Reactive delivery latency

op n mean p50 p95 p99 min max
push (NOTIFY) 150 0.254 0.247 0.308 0.362 0.204 0.633
poll @ 1000ms 150 470.122 431.990 928.760 986.340 8.080 993.700

units: milliseconds

Temporal-query latency

op n mean p50 p95 p99 min max
select live snapshot 150 2.027 1.923 2.959 3.939 1.601 5.732
select AS OF historical 150 0.495 0.489 0.573 0.595 0.423 0.605

units: milliseconds

LongMemEval (lexical fallback)

  • dataset: <built-in synthetic fixture>
  • questions: 2
  • ingested messages: 7
  • recall@10: 1.000 (2/2)
  • retrieval p50: 214.646 ms, p99: 206.949 ms

Notes

  • The reactive bench compares EvoSQL's NOTIFY push against a polling loop at the chosen interval — push p99 should land well under 10 ms while polling worst-case is bounded by the interval (1000 ms by default).
  • The LongMemEval row uses the built-in synthetic fixture by default.
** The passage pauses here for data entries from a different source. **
//! Target device discovery
//!
//! Polls the device network until an idle node matches the target rules or
//! the discovery deadline passes. The deadline is always wall-clock time
//! since the loop started; the optional pause between passes only bounds
//! CPU usage.

use super::matcher::DeviceMatcher;
use super::network::DeviceNetwork;
use crate::config::{RunSettings, TargetPropertyRules};
use crate::types::NodeHandle;
use std::time::{Duration, Instant};

/// Repeatedly scans the device network for the target device
pub struct Discovery<'a, N: DeviceNetwork + ?Sized> {
    matcher: DeviceMatcher<'a, N>,
    network: &'a N,
    poll_interval: Duration,
}

impl<'a, N: DeviceNetwork + ?Sized> Discovery<'a, N> {
    /// Create a discovery loop with busy polling
    pub fn new(network: &'a N, rules: &'a TargetPropertyRules) -> Self {
        Self {
            matcher: DeviceMatcher::new(network, rules),
            network,
            poll_interval: Duration::ZERO,
        }
    }

    /// Create a discovery loop using the run's polling interval
    pub fn from_settings(
        network: &'a N,
        rules: &'a TargetPropertyRules,
        settings: &RunSettings,
    ) -> Self {
        Self::new(network, rules).with_poll_interval(settings.discovery_poll_interval())
    }

    /// Pause between polling passes
    pub fn with_poll_interval(mut self, interval: Duration) -> Self {
        self.poll_interval = interval;
        self
    }

    /// Scan one snapshot of the network, returning the first matching idle node
    pub fn scan_once(&self) -> Option<NodeHandle> {
        self.network
            .nodes()
            .into_iter()
            .filter(|&node| self.matcher.is_candidate(node))
            .find(|&node| self.matcher.matches_target(node))
    }

    /// Poll until a matching node is found or `timeout` elapses
    ///
    /// Returns [`NodeHandle::NULL`] when nothing matched in time; that is a
    /// normal outcome, not an error. A zero timeout performs no pass at all.
    pub fn wait_for_target(&self, timeout: Duration) -> NodeHandle {
        let start = Instant::now();
        let mut passes: u64 = 0;

        while start.elapsed() < timeout {
            passes += 1;
            if let Some(node) = self.scan_once() {
                tracing::info!(
                    "Found target device {} after {} ms ({} passes)",
                    node,
                    start.elapsed().as_millis(),
                    passes
                );
                return node;
            }

            if !self.poll_interval.is_zero() {
                let remaining = timeout.saturating_sub(start.elapsed());
                std::thread::sleep(self.poll_interval.min(remaining));
            }
        }

        tracing::debug!(
            "No target device after {} ms ({} passes)",
            start.elapsed().as_millis(),
            passes
        );
        NodeHandle::NULL
    }
}

#[cfg(test)]
mod tests {
    use super::*;
    use crate::backend::network::MockDeviceNetwork;
    use crate::backend::simulated::{SimulatedNetwork, SimulatedNode};
    use crate::types::NodeStatus;

    fn tag_rules() -> TargetPropertyRules {
        [("sys/HardwareName".to_string(), "Tag".to_string())]
            .into_iter()
            .collect()
    }

    fn tag(id: u32) -> SimulatedNode {
        SimulatedNode::new(id).with_property("sys/HardwareName", "Tag")
    }

    #[test]
    fn test_zero_timeout_returns_null_immediately() {
        let mut network = MockDeviceNetwork::new();
        network.expect_nodes().never();
        let rules = tag_rules();

        let start = Instant::now();
        let found = Discovery::new(&network, &rules).wait_for_target(Duration::ZERO);
        assert!(found.is_null());
        assert!(start.elapsed() < Duration::from_millis(50));
    }

    #[test]
    fn test_timeout_without_match() {
        let network = SimulatedNetwork::default();
        network
            .add_node(SimulatedNode::new(1).with_property("sys/HardwareName", "Other"))
            .unwrap();
        let rules = tag_rules();

        let start = Instant::now();
        let found = Discovery::new(&network, &rules)
            .with_poll_interval(Duration::from_millis(2))
            .wait_for_target(Duration::from_millis(30));
        assert!(found.is_null());
        assert!(start.elapsed() >= Duration::from_millis(30));
    }

    #[test]
    fn test_first_match_in_enumeration_order_wins() {
        let network = SimulatedNetwork::default();
        network
            .add_node(SimulatedNode::new(7).with_property("sys/HardwareName", "Other"))
            .unwrap();
        network.add_node(tag(5)).unwrap();
        network.add_node(tag(2)).unwrap();
        let rules = tag_rules();

        let found = Discovery::new(&network, &rules).wait_for_target(Duration::from_secs(1));
        assert_eq!(found, NodeHandle::new(5));
    }

    #[test]
    fn test_skips_busy_nodes() {
        let network = SimulatedNetwork::default();
        network
            .add_node(tag(1).with_status(NodeStatus::Busy))
            .unwrap();
        network.add_node(tag(2)).unwrap();
        let rules = tag_rules();

        let found = Discovery::new(&network, &rules).wait_for_target(Duration::from_secs(1));
        assert_eq!(found, NodeHandle::new(2));
    }

    #[test]
    fn test_finds_node_that_appears_later() {
        let network = SimulatedNetwork::default();
        network
            .add_node(tag(3).appearing_after(Duration::from_millis(30)))
            .unwrap();
        let rules = tag_rules();

        let found = Discovery::new(&network, &rules)
            .with_poll_interval(Duration::from_millis(1))
            .wait_for_target(Duration::from_secs(2));
        assert_eq!(found, NodeHandle::new(3));
    }

    #[test]
    fn test_scan_once_on_empty_network() {
        let network = SimulatedNetwork::default();
        let rules = tag_rules();
        assert_eq!(Discovery::new(&network, &rules).scan_once(), None);
    }
}
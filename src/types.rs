//! Core data types for the properties exporter
//!
//! # Main Types
//!
//! - [`NodeHandle`] - Opaque identifier of a device-network node, with a null value
//! - [`NodeStatus`] - Node state as reported by the device network
//! - [`Transport`] - How a node is attached to the device network
//! - [`SampleRow`] - One timestamped capture of all dump properties

use serde::{Deserialize, Serialize};
use std::fmt;
use std::time::Duration;

/// Column header of the wall-clock timestamp column
pub const TIMESTAMP_COLUMN: &str = "Timestamp";

/// Column header of the elapsed-milliseconds column
pub const ELAPSED_COLUMN: &str = "ElapsedTime_ms";

/// Number of leading columns that precede the property values in every row
pub const LEADING_COLUMNS: usize = 2;

/// Format of the timestamp cell of each sample row
pub const TIMESTAMP_FORMAT: &str = "%Y-%m-%d %H:%M:%S%.3f";

/// Opaque identifier of a node in the device network
///
/// The handle is owned by the device network; the value `0` is reserved as
/// the null handle meaning "no node". A handle may go stale at any time, in
/// which case operations on it fail through the [`DeviceNetwork`] seam.
///
/// [`DeviceNetwork`]: crate::backend::DeviceNetwork
#[derive(Debug, Clone, Copy, PartialEq, Eq, Hash, PartialOrd, Ord, Serialize, Deserialize)]
#[serde(transparent)]
pub struct NodeHandle(u32);

impl NodeHandle {
    /// The distinguished "no node" value
    pub const NULL: NodeHandle = NodeHandle(0);

    /// Wrap a raw identifier
    pub const fn new(raw: u32) -> Self {
        Self(raw)
    }

    /// Get the raw identifier
    pub const fn raw(self) -> u32 {
        self.0
    }

    /// Check whether this is the null handle
    pub const fn is_null(self) -> bool {
        self.0 == 0
    }

    /// Convert to `None` for the null handle
    pub fn non_null(self) -> Option<NodeHandle> {
        if self.is_null() {
            None
        } else {
            Some(self)
        }
    }
}

impl Default for NodeHandle {
    fn default() -> Self {
        Self::NULL
    }
}

impl fmt::Display for NodeHandle {
    fn fmt(&self, f: &mut fmt::Formatter<'_>) -> fmt::Result {
        if self.is_null() {
            write!(f, "null node")
        } else {
            write!(f, "node #{}", self.0)
        }
    }
}

/// Status of a node in the device network
#[derive(Debug, Clone, Copy, PartialEq, Eq, Hash, Serialize, Deserialize, Default)]
#[serde(rename_all = "snake_case")]
pub enum NodeStatus {
    /// Not claimed by any task, eligible for property operations
    #[default]
    Idle,
    /// A task is currently running on the node
    Busy,
    /// The node is being torn down or is otherwise unusable
    Invalid,
}

impl NodeStatus {
    /// Only idle nodes are discovery candidates
    pub fn is_idle(self) -> bool {
        self == NodeStatus::Idle
    }
}

impl fmt::Display for NodeStatus {
    fn fmt(&self, f: &mut fmt::Formatter<'_>) -> fmt::Result {
        match self {
            NodeStatus::Idle => write!(f, "Idle"),
            NodeStatus::Busy => write!(f, "Busy"),
            NodeStatus::Invalid => write!(f, "Invalid"),
        }
    }
}

/// How a node is attached to the device network
#[derive(Debug, Clone, Copy, PartialEq, Eq, Hash, Serialize, Deserialize, Default)]
#[serde(rename_all = "snake_case")]
pub enum Transport {
    /// Locally attached USB device
    #[default]
    Usb,
    /// Device reachable over IP
    Ip,
}

/// One captured sample: `[timestamp, elapsed_ms, value_1, ..., value_n]`
///
/// Values are positionally matched to the dump property order.
#[derive(Debug, Clone, PartialEq, Eq)]
pub struct SampleRow {
    cells: Vec<String>,
}

impl SampleRow {
    /// Start a row with its leading timestamp and elapsed-time cells
    pub fn new(timestamp: impl Into<String>, elapsed: Duration, value_count: usize) -> Self {
        let mut cells = Vec::with_capacity(LEADING_COLUMNS + value_count);
        cells.push(timestamp.into());
        cells.push(elapsed.as_millis().to_string());
        Self { cells }
    }

    /// Build a row directly from its cells
    pub fn from_cells(cells: Vec<String>) -> Self {
        Self { cells }
    }

    /// Append the next property value
    pub fn push_value(&mut self, value: impl Into<String>) {
        self.cells.push(value.into());
    }

    /// All cells, in column order
    pub fn cells(&self) -> &[String] {
        &self.cells
    }

    /// Timestamp cell
    pub fn timestamp(&self) -> Option<&str> {
        self.cells.first().map(String::as_str)
    }

    /// Elapsed milliseconds since sampling start
    pub fn elapsed_ms(&self) -> Option<u128> {
        self.cells.get(1).and_then(|c| c.parse().ok())
    }

    /// Property values (everything after the leading columns)
    pub fn values(&self) -> &[String] {
        self.cells.get(LEADING_COLUMNS..).unwrap_or(&[])
    }

    /// Number of cells
    pub fn len(&self) -> usize {
        self.cells.len()
    }

    /// Check if the row has no cells
    pub fn is_empty(&self) -> bool {
        self.cells.is_empty()
    }

    /// Consume the row and return its cells
    pub fn into_cells(self) -> Vec<String> {
        self.cells
    }
}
For the full public dataset run bench/longmemeval/run.py --dataset path/to/longmemeval.json and supply an embedding model via the embed_fn parameter.
  • Cross-vendor comparison rows (Zep / Mem0 / langgraph-store-mongodb / Pinecone) are deferred to v2 — those backends ship as separate Docker images and the runner will sweep them once the official compatibility test harness (Task 220) lands.